We're dealing with centuries of mainstream extremism that most whites don't even have the language or moral imagination to describe. So they grasp for pathetic euphemisms like "mobs", "protestors" or "people with ties to far right groups".
The truth is harder to sit with so they don't even bother. The "extremism" is home-grown, supported by members of their own community and possibly even embraced by that part of their psyche that's been socialized to accept, minimize or actively support white supremacist violence.
People of color are not exempt from these dynamics, either. I'm thinking about how many "non-whites" in the U.S. were co-opted by the racist theatre of terror surrounding 9/11 into supporting state and everyday violence against people racialized and perceived as "Muslim"..
I'm thinking about how we are all collectively socialized by the twisted forces of white supremacy to respond and react when the "enemy combatant" is racialized as Brown, Black, Muslin and/or foreign rather than white, male, Christian and domestic..

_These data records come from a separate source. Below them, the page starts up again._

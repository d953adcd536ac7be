//! Provisioning step generation.
//!
//! Two generators share one contract: the claim generator, used for definitions whose resources
//! are requested through claims, and the direct generator, used for composites requested
//! directly. Both emit the same pipeline shape:
//!
//! ```text
//! [fetch-base] -> create-resource -> [write-manifest -> publish -> [reconcile] -> [sync] -> [register]]
//! ```
//!
//! They differ only in how the created resource selects its composition.

mod claim;
mod direct;
mod manifest;
mod publish;

use std::collections::BTreeMap;

use anyhow::{bail, Result};
use serde::Serialize;

use crate::config::Config;
use crate::detect::{Detection, Variant};
use crate::error::TransformError;
use crate::expr::{Condition, Expr, Reference};
use crate::params::{self, ParameterSection};
use crate::xrd::{ResourceDefinition, Version};

pub use claim::ClaimStepGenerator;
pub use direct::DirectStepGenerator;

pub const STEP_FETCH: &str = "fetch-base";
pub const STEP_CREATE: &str = "create-resource";
pub const STEP_WRITE: &str = "write-manifest";
pub const STEP_PUBLISH: &str = "publish";
pub const STEP_RECONCILE: &str = "reconcile";
pub const STEP_SYNC: &str = "sync";
pub const STEP_REGISTER: &str = "register";

pub const ACTION_FETCH: &str = "fetch:plain";
pub const ACTION_APPLY: &str = "kube:apply";
pub const ACTION_WRITE: &str = "roadiehq:utils:fs:write";
pub const ACTION_REGISTER: &str = "catalog:register";

/// One unit of work of a template's pipeline.
#[derive(Clone, Debug, Serialize, PartialEq)]
pub struct ProvisioningStep {
    pub id: String,
    pub name: String,
    pub action: String,
    /// Run this step only when the condition holds.
    #[serde(rename = "if", skip_serializing_if = "Option::is_none")]
    pub condition: Option<Condition>,
    pub input: BTreeMap<String, Expr>,
}

impl ProvisioningStep {
    /// Create a new unconditional step.
    pub fn new(id: &str, name: impl Into<String>, action: impl Into<String>, input: BTreeMap<String, Expr>) -> Self {
        Self {
            id: id.into(),
            name: name.into(),
            action: action.into(),
            condition: None,
            input,
        }
    }

    /// Run this step only when the given condition holds.
    pub fn when(mut self, condition: Option<Condition>) -> Self {
        self.condition = condition;
        self
    }
}

/// A generator of provisioning steps for one family of definitions.
pub trait StepGenerator: Send + Sync {
    /// A short name of this generator, used in logs.
    fn name(&self) -> &'static str;

    /// The configuration of this generator.
    fn config(&self) -> &Config;

    /// Whether this generator handles definitions of the given detection.
    fn is_compatible(&self, detection: &Detection) -> bool;

    /// The `spec` fields through which the created resource selects its composition.
    fn composition_fields(&self, xrd: &ResourceDefinition) -> BTreeMap<String, Expr>;

    /// Check this generator's configuration, returning every problem found.
    fn validate_config(&self) -> Vec<String> {
        validate_config(self.config())
    }

    /// Generate the ordered steps of the given version's template.
    fn generate(
        &self, xrd: &ResourceDefinition, version: &Version, detection: &Detection, sections: &[ParameterSection],
    ) -> Result<Vec<ProvisioningStep>> {
        if !self.is_compatible(detection) {
            bail!(TransformError::Unsupported(format!(
                "{} step generator does not handle {:?} definitions",
                self.name(),
                detection.variant()
            )));
        }
        let config = self.config();
        let mut steps = vec![];

        if config.include_fetch_action {
            steps.push(fetch_step(config));
        }

        let manifest = manifest::build(config, xrd, version, detection, sections, self.composition_fields(xrd));
        let publishing = config.publish_phase().is_some();
        let create = creation_step(xrd, detection, manifest.clone()).when(publishing.then(|| Condition::Unless(Reference::param(params::PARAM_PUSH))));
        steps.push(create);

        if let Some(phase) = config.publish_phase() {
            steps.extend(publish::steps(phase, xrd, detection, manifest));
            if config.include_register_action && phase.git.is_some() {
                steps.push(register_step());
            }
        }
        Ok(steps)
    }
}

/// Select the generator which handles definitions of the given detection.
pub fn select<'a>(detection: &Detection, claim: &'a ClaimStepGenerator, direct: &'a DirectStepGenerator) -> &'a dyn StepGenerator {
    match detection.variant() {
        Variant::LegacyClaim | Variant::LegacyClusterClaim => claim,
        Variant::ModernNamespaced | Variant::ModernCluster | Variant::LegacyClusterDirect => direct,
    }
}

/// Check the given configuration, returning every problem found.
pub fn validate_config(config: &Config) -> Vec<String> {
    let mut problems = vec![];
    if config.publish_enabled && config.publish_phase.is_none() {
        problems.push("publishing is enabled but no publishPhase is configured".to_string());
    }
    if let Some(phase) = config.publish_phase.as_ref() {
        if let Some(git) = phase.git.as_ref() {
            if git.repo_url.trim().is_empty() {
                problems.push("publishPhase.git.repoUrl is required".into());
            }
        }
        if let Some(reconcile) = phase.reconcile.as_ref() {
            if reconcile.name.trim().is_empty() {
                problems.push("publishPhase.reconcile.name is required".into());
            }
            if reconcile.namespace.trim().is_empty() {
                problems.push("publishPhase.reconcile.namespace is required".into());
            }
        }
        if let Some(sync) = phase.sync.as_ref() {
            if sync.application.trim().is_empty() {
                problems.push("publishPhase.sync.application is required".into());
            }
            if sync.server.trim().is_empty() {
                problems.push("publishPhase.sync.server is required".into());
            }
        }
    }
    if config.include_register_action && config.git_target().is_none() {
        problems.push("includeRegisterAction requires publishing to a git target".into());
    }
    problems
}

fn fetch_step(config: &Config) -> ProvisioningStep {
    let input = maplit::btreemap! {
        "url".to_string() => Expr::str(config.fetch_url.clone()),
    };
    ProvisioningStep::new(STEP_FETCH, "Fetch base content", ACTION_FETCH, input)
}

fn creation_step(xrd: &ResourceDefinition, detection: &Detection, manifest: BTreeMap<String, Expr>) -> ProvisioningStep {
    let mut input = maplit::btreemap! {
        "manifest".to_string() => Expr::Object(manifest),
        "namespaced".to_string() => Expr::bool(detection.requires_namespace()),
    };
    if let Some(cluster) = cluster_expr(xrd) {
        input.insert("clusterName".into(), cluster);
    }
    let name = format!("Create {}", detection.resolved_kind(xrd));
    ProvisioningStep::new(STEP_CREATE, name, ACTION_APPLY, input)
}

/// The cluster a step targets: the cluster parameter when several clusters are declared, else
/// the single known cluster.
pub(crate) fn cluster_expr(xrd: &ResourceDefinition) -> Option<Expr> {
    match xrd.clusters.as_slice() {
        [] => xrd.cluster_name.clone().map(Expr::str),
        [single] => Some(Expr::str(single.clone())),
        _ => Some(Expr::param(params::PARAM_CLUSTER)),
    }
}

fn register_step() -> ProvisioningStep {
    let input = maplit::btreemap! {
        "repoContentsUrl".to_string() => Expr::Ref(Reference::step(STEP_PUBLISH, "repoContentsUrl")),
        "catalogInfoPath".to_string() => Expr::str("/catalog-info.yaml"),
    };
    ProvisioningStep::new(STEP_REGISTER, "Register in catalog", ACTION_REGISTER, input)
        .when(Some(Condition::When(Reference::param(params::PARAM_PUSH))))
}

I'm sorry to say that if "Muslim terrorists" had overtaken the Capitol yesterday, most people, including avowed progressives and "antiracists" and certainly journalists would have viscerally *felt* that fear differently than whatever we experienced watching white extremists.
I think most people who are anti-coup felt some combination of outrage, disgust, anxiety, fear and embarrassment yesterday. But those emotional reactions were significantly different from what they would have been if the extremists were not white men..
We've all been socialized to "live with" the historical and present-day realities of white entitlement to political violence. And "living with" the terror of white supremacy entails, to some degree, a muted and distorted emotional response. Even on the part of people of color..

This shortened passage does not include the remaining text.